Saved data entries
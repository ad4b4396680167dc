//! Inbound platform webhooks. No bearer token: payloads are authenticated
//! by an HMAC over the raw body when a shared secret is configured.

use std::collections::HashMap;

use axum::{
    extract::{Path, Query, State},
    http::HeaderMap,
    Json,
};
use bytes::Bytes;
use chrono::{DateTime, Utc};
use serde::{de::DeserializeOwned, Deserialize, Serialize};
use uuid::Uuid;

use crate::{
    error::{AppError, AppResult},
    models::{LeadFilter, MediaMetadata, MessageDirection, MessageStatus, MessageType},
    services::{
        conversations::{AppendMessage, ConversationService},
        ingestion::{BatchFailure, BatchReport, CampaignPayload, IngestionService, LeadPayload},
        phone::normalize_phone,
        signature::{verify_signature, SIGNATURE_HEADER},
    },
    store::EntityStore,
    AppState,
};

/// Subscription handshake: echo `hub.challenge` when the token matches.
pub async fn meta_verify(
    State(state): State<AppState>,
    Query(params): Query<HashMap<String, String>>,
) -> AppResult<String> {
    let expected = state
        .config
        .webhooks
        .meta_verify_token
        .as_deref()
        .ok_or(AppError::Forbidden)?;

    let mode = params.get("hub.mode").map(String::as_str);
    let token = params.get("hub.verify_token").map(String::as_str);

    match (mode, token, params.get("hub.challenge")) {
        (Some("subscribe"), Some(token), Some(challenge)) if token == expected => {
            tracing::info!("Meta webhook subscription verified");
            Ok(challenge.clone())
        }
        _ => Err(AppError::Forbidden),
    }
}

fn authenticate(secret: Option<&str>, headers: &HeaderMap, body: &[u8]) -> AppResult<()> {
    let Some(secret) = secret else {
        return Ok(());
    };
    let header = headers
        .get(SIGNATURE_HEADER)
        .and_then(|value| value.to_str().ok());
    verify_signature(secret, body, header).map_err(|e| {
        tracing::warn!("Rejected webhook with bad signature");
        e
    })
}

fn parse<T: DeserializeOwned>(body: &[u8]) -> AppResult<T> {
    serde_json::from_slice(body).map_err(|e| AppError::BadRequest(format!("invalid payload: {}", e)))
}

#[derive(Debug, Deserialize)]
pub struct LeadBatch {
    pub leads: Vec<LeadPayload>,
}

pub async fn meta_leads(
    State(state): State<AppState>,
    Path(organization_id): Path<Uuid>,
    headers: HeaderMap,
    body: Bytes,
) -> AppResult<Json<BatchReport>> {
    authenticate(state.config.webhooks.meta_app_secret.as_deref(), &headers, &body)?;
    let batch: LeadBatch = parse(&body)?;

    let report = IngestionService::new(state.store, state.events, state.config)
        .ingest_leads(organization_id, batch.leads)
        .await?;

    tracing::info!(
        "Lead webhook for {}: {} created, {} duplicates, {} failed",
        organization_id,
        report.created,
        report.duplicates,
        report.failed.len()
    );
    Ok(Json(report))
}

#[derive(Debug, Deserialize)]
pub struct CampaignBatch {
    pub campaigns: Vec<CampaignPayload>,
}

pub async fn meta_campaigns(
    State(state): State<AppState>,
    Path(organization_id): Path<Uuid>,
    headers: HeaderMap,
    body: Bytes,
) -> AppResult<Json<BatchReport>> {
    authenticate(state.config.webhooks.meta_app_secret.as_deref(), &headers, &body)?;
    let batch: CampaignBatch = parse(&body)?;

    let report = IngestionService::new(state.store, state.events, state.config)
        .ingest_campaigns(organization_id, batch.campaigns)
        .await?;
    Ok(Json(report))
}

#[derive(Debug, Deserialize)]
#[serde(tag = "type", rename_all = "snake_case")]
pub enum WhatsappEvent {
    Message {
        external_id: Option<String>,
        phone: String,
        direction: MessageDirection,
        #[serde(default)]
        content: String,
        #[serde(default)]
        message_type: MessageType,
        #[serde(default)]
        metadata: MediaMetadata,
        timestamp: Option<DateTime<Utc>>,
    },
    Status {
        external_id: String,
        status: MessageStatus,
    },
}

impl WhatsappEvent {
    fn reference(&self) -> String {
        match self {
            WhatsappEvent::Message {
                external_id, phone, ..
            } => external_id.clone().unwrap_or_else(|| phone.clone()),
            WhatsappEvent::Status { external_id, .. } => external_id.clone(),
        }
    }
}

#[derive(Debug, Deserialize)]
pub struct WhatsappBatch {
    pub events: Vec<WhatsappEvent>,
}

#[derive(Debug, Default, Serialize)]
pub struct WhatsappReport {
    pub appended: usize,
    pub duplicates: usize,
    pub status_updates: usize,
    pub ignored: usize,
    pub failed: Vec<BatchFailure>,
}

pub async fn whatsapp(
    State(state): State<AppState>,
    Path(organization_id): Path<Uuid>,
    headers: HeaderMap,
    body: Bytes,
) -> AppResult<Json<WhatsappReport>> {
    authenticate(state.config.webhooks.whatsapp_secret.as_deref(), &headers, &body)?;
    let batch: WhatsappBatch = parse(&body)?;

    if batch.events.len() > state.config.ingest.max_batch_size {
        return Err(AppError::Validation(format!(
            "batch of {} exceeds the limit of {}",
            batch.events.len(),
            state.config.ingest.max_batch_size
        )));
    }
    state
        .store
        .get_organization(organization_id)
        .await?
        .ok_or(AppError::OrganizationNotFound)?;

    let country_code = state.config.ingest.default_country_code.clone();
    let conversations =
        ConversationService::new(state.store.clone(), state.events.clone(), state.config.clone());

    let mut report = WhatsappReport::default();
    for event in batch.events {
        let reference = event.reference();
        let result = match event {
            WhatsappEvent::Message {
                external_id,
                phone,
                direction,
                content,
                message_type,
                metadata,
                timestamp,
            } => {
                let lead_id = lead_for_message(
                    state.store.as_ref(),
                    organization_id,
                    external_id.as_deref(),
                    &phone,
                    &country_code,
                )
                .await;
                match lead_id {
                    Ok(lead_id) => conversations
                        .append_message(
                            organization_id,
                            AppendMessage {
                                lead_id,
                                direction,
                                content,
                                message_type,
                                external_id,
                                metadata,
                                occurred_at: timestamp,
                            },
                        )
                        .await
                        .map(|outcome| {
                            if outcome.created {
                                report.appended += 1;
                            } else {
                                report.duplicates += 1;
                            }
                        }),
                    Err(e) => Err(e),
                }
            }
            WhatsappEvent::Status {
                external_id,
                status,
            } => conversations
                .update_message_status(organization_id, &external_id, status)
                .await
                .map(|outcome| {
                    if outcome.changed {
                        report.status_updates += 1;
                    } else {
                        report.ignored += 1;
                    }
                }),
        };

        if let Err(e) = result {
            report.failed.push(BatchFailure {
                external_id: reference,
                error: e.to_string(),
            });
        }
    }

    Ok(Json(report))
}

/// A redelivered message keeps the lead it was first stored against, even
/// if its phone no longer resolves.
async fn lead_for_message(
    store: &dyn EntityStore,
    organization_id: Uuid,
    external_id: Option<&str>,
    raw_phone: &str,
    country_code: &str,
) -> AppResult<Uuid> {
    if let Some(external_id) = external_id.map(str::trim).filter(|id| !id.is_empty()) {
        if let Some(existing) = store.find_message_by_external_id(external_id).await? {
            return Ok(existing.lead_id);
        }
    }
    resolve_lead(store, organization_id, raw_phone, country_code).await
}

/// Inbound messages identify the lead by phone. The newest lead wins when
/// several share a number.
async fn resolve_lead(
    store: &dyn EntityStore,
    organization_id: Uuid,
    raw_phone: &str,
    country_code: &str,
) -> AppResult<Uuid> {
    let phone = normalize_phone(raw_phone, country_code)
        .ok_or_else(|| AppError::Validation("phone is required".to_string()))?;

    let leads = store
        .query_leads(
            organization_id,
            &LeadFilter {
                phone: Some(phone),
                limit: 1,
                ..Default::default()
            },
        )
        .await?;

    leads
        .first()
        .map(|lead| lead.id)
        .ok_or(AppError::LeadNotFound)
}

PROBLEM DESCRIPTION ->
Each line of the data is to be output exactly, with none skipped.

SOLVED PROBLEM ->
repository ad4b4396680167dc
//! Inbound platform webhooks. No bearer token: payloads are authenticated
//! by an HMAC over the raw body when a shared secret is configured.

use std::collections::HashMap;

use axum::{
    extract::{Path, Query, State},
    http::HeaderMap,
    Json,
};
use bytes::Bytes;
use chrono::{DateTime, Utc};
use serde::{de::DeserializeOwned, Deserialize, Serialize};
use uuid::Uuid;

use crate::{
    error::{AppError, AppResult},
    models::{LeadFilter, MediaMetadata, MessageDirection, MessageStatus, MessageType},
    services::{
        conversations::{AppendMessage, ConversationService},
        ingestion::{BatchFailure, BatchReport, CampaignPayload, IngestionService, LeadPayload},
        phone::normalize_phone,
        signature::{verify_signature, SIGNATURE_HEADER},
    },
    store::EntityStore,
    AppState,
};

/// Subscription handshake: echo `hub.challenge` when the token matches.
pub async fn meta_verify(
    State(state): State<AppState>,
    Query(params): Query<HashMap<String, String>>,
) -> AppResult<String> {
    let expected = state
        .config
        .webhooks
        .meta_verify_token
        .as_deref()
        .ok_or(AppError::Forbidden)?;

    let mode = params.get("hub.mode").map(String::as_str);
    let token = params.get("hub.verify_token").map(String::as_str);

    match (mode, token, params.get("hub.challenge")) {
        (Some("subscribe"), Some(token), Some(challenge)) if token == expected => {
            tracing::info!("Meta webhook subscription verified");
            Ok(challenge.clone())
        }
        _ => Err(AppError::Forbidden),
    }
}

fn authenticate(secret: Option<&str>, headers: &HeaderMap, body: &[u8]) -> AppResult<()> {
    let Some(secret) = secret else {
        return Ok(());
    };
    let header = headers
        .get(SIGNATURE_HEADER)
        .and_then(|value| value.to_str().ok());
    verify_signature(secret, body, header).map_err(|e| {
        tracing::warn!("Rejected webhook with bad signature");
        e
    })
}

fn parse<T: DeserializeOwned>(body: &[u8]) -> AppResult<T> {
    serde_json::from_slice(body).map_err(|e| AppError::BadRequest(format!("invalid payload: {}", e)))
}

#[derive(Debug, Deserialize)]
pub struct LeadBatch {
    pub leads: Vec<LeadPayload>,
}

pub async fn meta_leads(
    State(state): State<AppState>,
    Path(organization_id): Path<Uuid>,
    headers: HeaderMap,
    body: Bytes,
) -> AppResult<Json<BatchReport>> {
    authenticate(state.config.webhooks.meta_app_secret.as_deref(), &headers, &body)?;
    let batch: LeadBatch = parse(&body)?;

    let report = IngestionService::new(state.store, state.events, state.config)
        .ingest_leads(organization_id, batch.leads)
        .await?;

    tracing::info!(
        "Lead webhook for {}: {} created, {} duplicates, {} failed",
        organization_id,
        report.created,
        report.duplicates,
        report.failed.len()
    );
    Ok(Json(report))
}

#[derive(Debug, Deserialize)]
pub struct CampaignBatch {
    pub campaigns: Vec<CampaignPayload>,
}

pub async fn meta_campaigns(
    State(state): State<AppState>,
    Path(organization_id): Path<Uuid>,
    headers: HeaderMap,
    body: Bytes,
) -> AppResult<Json<BatchReport>> {
    authenticate(state.config.webhooks.meta_app_secret.as_deref(), &headers, &body)?;
    let batch: CampaignBatch = parse(&body)?;

    let report = IngestionService::new(state.store, state.events, state.config)
        .ingest_campaigns(organization_id, batch.campaigns)
        .await?;
    Ok(Json(report))
}

#[derive(Debug, Deserialize)]
#[serde(tag = "type", rename_all = "snake_case")]
pub enum WhatsappEvent {
    Message {
        external_id: Option<String>,
        phone: String,
        direction: MessageDirection,
        #[serde(default)]
        content: String,
        #[serde(default)]
        message_type: MessageType,
        #[serde(default)]
        metadata: MediaMetadata,
        timestamp: Option<DateTime<Utc>>,
    },
    Status {
        external_id: String,
        status: MessageStatus,
    },
}

impl WhatsappEvent {
    fn reference(&self) -> String {
        match self {
            WhatsappEvent::Message {
                external_id, phone, ..
            } => external_id.clone().unwrap_or_else(|| phone.clone()),
            WhatsappEvent::Status { external_id, .. } => external_id.clone(),
        }
    }
}

#[derive(Debug, Deserialize)]
pub struct WhatsappBatch {
    pub events: Vec<WhatsappEvent>,
}

#[derive(Debug, Default, Serialize)]
pub struct WhatsappReport {
    pub appended: usize,
    pub duplicates: usize,
    pub status_updates: usize,
    pub ignored: usize,
    pub failed: Vec<BatchFailure>,
}

pub async fn whatsapp(
    State(state): State<AppState>,
    Path(organization_id): Path<Uuid>,
    headers: HeaderMap,
    body: Bytes,
) -> AppResult<Json<WhatsappReport>> {
    authenticate(state.config.webhooks.whatsapp_secret.as_deref(), &headers, &body)?;
    let batch: WhatsappBatch = parse(&body)?;

    if batch.events.len() > state.config.ingest.max_batch_size {
        return Err(AppError::Validation(format!(
            "batch of {} exceeds the limit of {}",
            batch.events.len(),
            state.config.ingest.max_batch_size
        )));
    }
    state
        .store
        .get_organization(organization_id)
        .await?
        .ok_or(AppError::OrganizationNotFound)?;

    let country_code = state.config.ingest.default_country_code.clone();
    let conversations =
        ConversationService::new(state.store.clone(), state.events.clone(), state.config.clone());

    let mut report = WhatsappReport::default();
    for event in batch.events {
        let reference = event.reference();
        let result = match event {
            WhatsappEvent::Message {
                external_id,
                phone,
                direction,
                content,
                message_type,
                metadata,
                timestamp,
            } => {
                let lead_id = lead_for_message(
                    state.store.as_ref(),
                    organization_id,
                    external_id.as_deref(),
                    &phone,
                    &country_code,
                )
                .await;
                match lead_id {
                    Ok(lead_id) => conversations
                        .append_message(
                            organization_id,
                            AppendMessage {
                                lead_id,
                                direction,
                                content,
                                message_type,
                                external_id,
                                metadata,
                                occurred_at: timestamp,
                            },
                        )
                        .await
                        .map(|outcome| {
                            if outcome.created {
                                report.appended += 1;
                            } else {
                                report.duplicates += 1;
                            }
                        }),
                    Err(e) => Err(e),
                }
            }
            WhatsappEvent::Status {
                external_id,
                status,
            } => conversations
                .update_message_status(organization_id, &external_id, status)
                .await
                .map(|outcome| {
                    if outcome.changed {
                        report.status_updates += 1;
                    } else {
                        report.ignored += 1;
                    }
                }),
        };

        if let Err(e) = result {
            report.failed.push(BatchFailure {
                external_id: reference,
                error: e.to_string(),
            });
        }
    }

    Ok(Json(report))
}

/// A redelivered message keeps the lead it was first stored against, even
/// if its phone no longer resolves.
async fn lead_for_message(
    store: &dyn EntityStore,
    organization_id: Uuid,
    external_id: Option<&str>,
    raw_phone: &str,
    country_code: &str,
) -> AppResult<Uuid> {
    if let Some(external_id) = external_id.map(str::trim).filter(|id| !id.is_empty()) {
        if let Some(existing) = store.find_message_by_external_id(external_id).await? {
            return Ok(existing.lead_id);
        }
    }
    resolve_lead(store, organization_id, raw_phone, country_code).await
}

/// Inbound messages identify the lead by phone. The newest lead wins when
/// several share a number.
async fn resolve_lead(
    store: &dyn EntityStore,
    organization_id: Uuid,
    raw_phone: &str,
    country_code: &str,
) -> AppResult<Uuid> {
    let phone = normalize_phone(raw_phone, country_code)
        .ok_or_else(|| AppError::Validation("phone is required".to_string()))?;

    let leads = store
        .query_leads(
            organization_id,
            &LeadFilter {
                phone: Some(phone),
                limit: 1,
                ..Default::default()
            },
        )
        .await?;

    leads
        .first()
        .map(|lead| lead.id)
        .ok_or(AppError::LeadNotFound)
}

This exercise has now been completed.